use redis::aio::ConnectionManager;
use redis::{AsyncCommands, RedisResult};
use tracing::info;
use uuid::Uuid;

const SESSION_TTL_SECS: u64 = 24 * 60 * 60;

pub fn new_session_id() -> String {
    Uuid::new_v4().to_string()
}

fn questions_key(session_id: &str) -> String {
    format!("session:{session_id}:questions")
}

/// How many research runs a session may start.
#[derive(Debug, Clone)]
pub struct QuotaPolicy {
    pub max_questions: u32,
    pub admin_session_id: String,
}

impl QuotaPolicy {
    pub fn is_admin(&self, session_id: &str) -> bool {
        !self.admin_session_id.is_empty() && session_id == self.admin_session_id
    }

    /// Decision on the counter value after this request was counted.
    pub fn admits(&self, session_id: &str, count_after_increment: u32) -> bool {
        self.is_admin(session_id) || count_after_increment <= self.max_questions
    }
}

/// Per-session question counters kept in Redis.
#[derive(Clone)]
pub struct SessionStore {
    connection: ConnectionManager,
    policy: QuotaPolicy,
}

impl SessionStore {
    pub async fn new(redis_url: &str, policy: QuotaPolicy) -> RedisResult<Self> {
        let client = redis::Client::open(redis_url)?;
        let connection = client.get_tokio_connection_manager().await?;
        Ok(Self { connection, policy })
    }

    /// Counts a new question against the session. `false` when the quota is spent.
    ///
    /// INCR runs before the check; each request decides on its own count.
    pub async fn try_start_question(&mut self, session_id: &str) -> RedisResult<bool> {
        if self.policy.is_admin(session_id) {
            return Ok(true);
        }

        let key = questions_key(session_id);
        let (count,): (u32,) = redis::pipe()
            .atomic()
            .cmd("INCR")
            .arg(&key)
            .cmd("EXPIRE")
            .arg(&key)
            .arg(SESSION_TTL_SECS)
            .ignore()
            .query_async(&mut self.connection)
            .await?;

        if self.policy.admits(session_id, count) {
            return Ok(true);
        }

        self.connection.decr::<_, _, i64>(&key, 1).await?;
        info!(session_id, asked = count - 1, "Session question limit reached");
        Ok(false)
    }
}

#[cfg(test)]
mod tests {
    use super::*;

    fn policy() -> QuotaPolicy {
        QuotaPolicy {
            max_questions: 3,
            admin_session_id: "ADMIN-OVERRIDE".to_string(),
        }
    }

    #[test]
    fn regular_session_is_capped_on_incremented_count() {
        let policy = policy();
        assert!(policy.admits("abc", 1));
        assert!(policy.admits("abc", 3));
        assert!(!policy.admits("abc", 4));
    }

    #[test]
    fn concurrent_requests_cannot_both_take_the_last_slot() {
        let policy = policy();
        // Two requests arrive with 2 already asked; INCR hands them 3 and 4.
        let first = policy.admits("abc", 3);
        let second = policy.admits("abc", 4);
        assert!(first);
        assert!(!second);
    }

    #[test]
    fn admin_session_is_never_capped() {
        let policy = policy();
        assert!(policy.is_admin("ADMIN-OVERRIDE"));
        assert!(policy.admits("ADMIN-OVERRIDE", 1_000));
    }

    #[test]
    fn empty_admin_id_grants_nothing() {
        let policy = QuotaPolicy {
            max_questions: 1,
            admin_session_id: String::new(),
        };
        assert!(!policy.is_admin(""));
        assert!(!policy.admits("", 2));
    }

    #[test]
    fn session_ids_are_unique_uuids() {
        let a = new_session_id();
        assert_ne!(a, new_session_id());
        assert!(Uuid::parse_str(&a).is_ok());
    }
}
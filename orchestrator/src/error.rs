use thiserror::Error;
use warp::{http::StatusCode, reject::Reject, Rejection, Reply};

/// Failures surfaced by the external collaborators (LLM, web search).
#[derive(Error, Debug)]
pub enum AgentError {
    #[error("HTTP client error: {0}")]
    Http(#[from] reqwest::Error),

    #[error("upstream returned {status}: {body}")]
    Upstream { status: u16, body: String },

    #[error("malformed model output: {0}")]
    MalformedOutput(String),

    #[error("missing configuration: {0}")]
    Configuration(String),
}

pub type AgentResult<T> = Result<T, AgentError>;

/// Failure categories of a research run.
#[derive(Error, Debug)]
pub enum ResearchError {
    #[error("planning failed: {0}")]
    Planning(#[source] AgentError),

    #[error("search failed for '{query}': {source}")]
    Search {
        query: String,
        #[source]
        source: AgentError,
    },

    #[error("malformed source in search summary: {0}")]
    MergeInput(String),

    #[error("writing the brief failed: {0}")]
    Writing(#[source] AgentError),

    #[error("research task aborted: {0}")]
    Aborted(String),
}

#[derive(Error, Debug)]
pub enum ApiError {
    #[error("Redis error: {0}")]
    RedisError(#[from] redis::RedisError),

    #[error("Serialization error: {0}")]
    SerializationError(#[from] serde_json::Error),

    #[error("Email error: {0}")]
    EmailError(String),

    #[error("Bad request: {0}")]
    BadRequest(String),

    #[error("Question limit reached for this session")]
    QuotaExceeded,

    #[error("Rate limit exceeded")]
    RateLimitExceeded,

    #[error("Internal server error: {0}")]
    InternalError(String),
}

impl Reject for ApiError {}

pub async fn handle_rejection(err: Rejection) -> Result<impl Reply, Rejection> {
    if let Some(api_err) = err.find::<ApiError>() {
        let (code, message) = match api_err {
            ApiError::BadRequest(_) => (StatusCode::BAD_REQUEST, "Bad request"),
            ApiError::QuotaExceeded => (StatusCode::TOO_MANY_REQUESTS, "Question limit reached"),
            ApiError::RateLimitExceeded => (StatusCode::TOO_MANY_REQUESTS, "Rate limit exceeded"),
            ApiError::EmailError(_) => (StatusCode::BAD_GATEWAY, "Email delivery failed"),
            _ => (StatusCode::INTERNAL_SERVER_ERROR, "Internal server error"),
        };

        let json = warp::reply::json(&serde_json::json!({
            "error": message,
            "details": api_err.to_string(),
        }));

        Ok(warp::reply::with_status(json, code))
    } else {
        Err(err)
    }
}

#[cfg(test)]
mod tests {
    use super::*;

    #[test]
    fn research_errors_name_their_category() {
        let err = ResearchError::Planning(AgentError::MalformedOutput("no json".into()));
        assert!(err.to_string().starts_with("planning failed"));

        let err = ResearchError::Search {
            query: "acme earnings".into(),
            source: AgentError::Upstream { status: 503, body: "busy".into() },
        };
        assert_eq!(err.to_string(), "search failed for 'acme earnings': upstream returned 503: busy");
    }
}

= = = = =

* _What you need to do_
Reproduce every record above exactly as it appears.

* _Solution for this exercise_
use redis::aio::ConnectionManager;
use redis::{AsyncCommands, RedisResult};
use tracing::info;
use uuid::Uuid;

const SESSION_TTL_SECS: u64 = 24 * 60 * 60;

pub fn new_session_id() -> String {
    Uuid::new_v4().to_string()
}

fn questions_key(session_id: &str) -> String {
    format!("session:{session_id}:questions")
}

/// How many research runs a session may start.
#[derive(Debug, Clone)]
pub struct QuotaPolicy {
    pub max_questions: u32,
    pub admin_session_id: String,
}

impl QuotaPolicy {
    pub fn is_admin(&self, session_id: &str) -> bool {
        !self.admin_session_id.is_empty() && session_id == self.admin_session_id
    }

    /// Decision on the counter value after this request was counted.
    pub fn admits(&self, session_id: &str, count_after_increment: u32) -> bool {
        self.is_admin(session_id) || count_after_increment <= self.max_questions
    }
}

/// Per-session question counters kept in Redis.
#[derive(Clone)]
pub struct SessionStore {
    connection: ConnectionManager,
    policy: QuotaPolicy,
}

impl SessionStore {
    pub async fn new(redis_url: &str, policy: QuotaPolicy) -> RedisResult<Self> {
        let client = redis::Client::open(redis_url)?;
        let connection = client.get_tokio_connection_manager().await?;
        Ok(Self { connection, policy })
    }

    /// Counts a new question against the session. `false` when the quota is spent.
    ///
    /// INCR runs before the check; each request decides on its own count.
    pub async fn try_start_question(&mut self, session_id: &str) -> RedisResult<bool> {
        if self.policy.is_admin(session_id) {
            return Ok(true);
        }

        let key = questions_key(session_id);
        let (count,): (u32,) = redis::pipe()
            .atomic()
            .cmd("INCR")
            .arg(&key)
            .cmd("EXPIRE")
            .arg(&key)
            .arg(SESSION_TTL_SECS)
            .ignore()
            .query_async(&mut self.connection)
            .await?;

        if self.policy.admits(session_id, count) {
            return Ok(true);
        }

        self.connection.decr::<_, _, i64>(&key, 1).await?;
        info!(session_id, asked = count - 1, "Session question limit reached");
        Ok(false)
    }
}

#[cfg(test)]
mod tests {
    use super::*;

    fn policy() -> QuotaPolicy {
        QuotaPolicy {
            max_questions: 3,
            admin_session_id: "ADMIN-OVERRIDE".to_string(),
        }
    }

    #[test]
    fn regular_session_is_capped_on_incremented_count() {
        let policy = policy();
        assert!(policy.admits("abc", 1));
        assert!(policy.admits("abc", 3));
        assert!(!policy.admits("abc", 4));
    }

    #[test]
    fn concurrent_requests_cannot_both_take_the_last_slot() {
        let policy = policy();
        // Two requests arrive with 2 already asked; INCR hands them 3 and 4.
        let first = policy.admits("abc", 3);
        let second = policy.admits("abc", 4);
        assert!(first);
        assert!(!second);
    }

    #[test]
    fn admin_session_is_never_capped() {
        let policy = policy();
        assert!(policy.is_admin("ADMIN-OVERRIDE"));
        assert!(policy.admits("ADMIN-OVERRIDE", 1_000));
    }

    #[test]
    fn empty_admin_id_grants_nothing() {
        let policy = QuotaPolicy {
            max_questions: 1,
            admin_session_id: String::new(),
        };
        assert!(!policy.is_admin(""));
        assert!(!policy.admits("", 2));
    }

    #[test]
    fn session_ids_are_unique_uuids() {
        let a = new_session_id();
        assert_ne!(a, new_session_id());
        assert!(Uuid::parse_str(&a).is_ok());
    }
}
filename orchestrator/src/error.rs
use thiserror::Error;
use warp::{http::StatusCode, reject::Reject, Rejection, Reply};

/// Failures surfaced by the external collaborators (LLM, web search).
#[derive(Error, Debug)]
pub enum AgentError {
    #[error("HTTP client error: {0}")]
    Http(#[from] reqwest::Error),

    #[error("upstream returned {status}: {body}")]
    Upstream { status: u16, body: String },

    #[error("malformed model output: {0}")]
    MalformedOutput(String),

    #[error("missing configuration: {0}")]
    Configuration(String),
}

pub type AgentResult<T> = Result<T, AgentError>;

/// Failure categories of a research run.
#[derive(Error, Debug)]
pub enum ResearchError {
    #[error("planning failed: {0}")]
    Planning(#[source] AgentError),

    #[error("search failed for '{query}': {source}")]
    Search {
        query: String,
        #[source]
        source: AgentError,
    },

    #[error("malformed source in search summary: {0}")]
    MergeInput(String),

    #[error("writing the brief failed: {0}")]
    Writing(#[source] AgentError),

    #[error("research task aborted: {0}")]
    Aborted(String),
}

#[derive(Error, Debug)]
pub enum ApiError {
    #[error("Redis error: {0}")]
    RedisError(#[from] redis::RedisError),

    #[error("Serialization error: {0}")]
    SerializationError(#[from] serde_json::Error),

    #[error("Email error: {0}")]
    EmailError(String),

    #[error("Bad request: {0}")]
    BadRequest(String),

    #[error("Question limit reached for this session")]
    QuotaExceeded,

    #[error("Rate limit exceeded")]
    RateLimitExceeded,

    #[error("Internal server error: {0}")]
    InternalError(String),
}

impl Reject for ApiError {}

pub async fn handle_rejection(err: Rejection) -> Result<impl Reply, Rejection> {
    if let Some(api_err) = err.find::<ApiError>() {
        let (code, message) = match api_err {
            ApiError::BadRequest(_) => (StatusCode::BAD_REQUEST, "Bad request"),
            ApiError::QuotaExceeded => (StatusCode::TOO_MANY_REQUESTS, "Question limit reached"),
            ApiError::RateLimitExceeded => (StatusCode::TOO_MANY_REQUESTS, "Rate limit exceeded"),
            ApiError::EmailError(_) => (StatusCode::BAD_GATEWAY, "Email delivery failed"),
            _ => (StatusCode::INTERNAL_SERVER_ERROR, "Internal server error"),
        };

        let json = warp::reply::json(&serde_json::json!({
            "error": message,
            "details": api_err.to_string(),
        }));

        Ok(warp::reply::with_status(json, code))
    } else {
        Err(err)
    }
}

#[cfg(test)]
mod tests {
    use super::*;

    #[test]
    fn research_errors_name_their_category() {
        let err = ResearchError::Planning(AgentError::MalformedOutput("no json".into()));
        assert!(err.to_string().starts_with("planning failed"));

        let err = ResearchError::Search {
            query: "acme earnings".into(),
            source: AgentError::Upstream { status: 503, body: "busy".into() },
        };
        assert_eq!(err.to_string(), "search failed for 'acme earnings': upstream returned 503: busy");
    }
}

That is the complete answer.